▶ _TASK ITEM_: For the string "Coord", find every matching line in the records and copy it.

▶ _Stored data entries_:
________

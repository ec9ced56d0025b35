// Rust-upgrade (https://github.com/rust-lang/rust/issues/46379):
//   remove `#[allow(dead_code)]` before public functions.

use checkers::board::Board;
use checkers::coord::{Col, Coord, NUM_COLS, NUM_ROWS, Row};
use checkers::force::Force;
use checkers::game::CheckersGame;
use checkers::grid::Grid;
use checkers::piece::{PieceOnBoard, piece_from_ascii};
use itertools::Itertools;


// Parses the format produced by `Board::render_as_ascii`: row 0 first, one char per cell,
// whitespace between cells is ignored.
#[allow(dead_code)]
pub fn parse_board(ascii: &str) -> Board {
    let rows = ascii.lines().map(str::trim).filter(|line| !line.is_empty()).collect_vec();
    assert_eq!(rows.len(), NUM_ROWS as usize, "{ascii}");
    let mut grid = Grid::new();
    for (row_idx, line) in rows.into_iter().enumerate() {
        let cells = line.chars().filter(|ch| !ch.is_whitespace()).collect_vec();
        assert_eq!(cells.len(), NUM_COLS as usize, "{line}");
        for (col_idx, ch) in cells.into_iter().enumerate() {
            let pos = Coord::new(
                Row::from_zero_based(row_idx as u8),
                Col::from_zero_based(col_idx as u8),
            );
            grid[pos] = match ch {
                '.' => None,
                _ => {
                    let (kind, force) = piece_from_ascii(ch)
                        .unwrap_or_else(|| panic!("unexpected cell {ch:?} in {line}"));
                    Some(PieceOnBoard::new(kind, force))
                }
            };
        }
    }
    Board::new_from_grid(grid)
}

#[allow(dead_code)]
pub fn game_from_ascii(ascii: &str, active_force: Force) -> CheckersGame {
    CheckersGame::new_with_board(parse_board(ascii), active_force)
}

________

▶ _EXPECTED ANSWER_:
use checkers::coord::{Col, Coord, NUM_COLS, NUM_ROWS, Row};
            let pos = Coord::new(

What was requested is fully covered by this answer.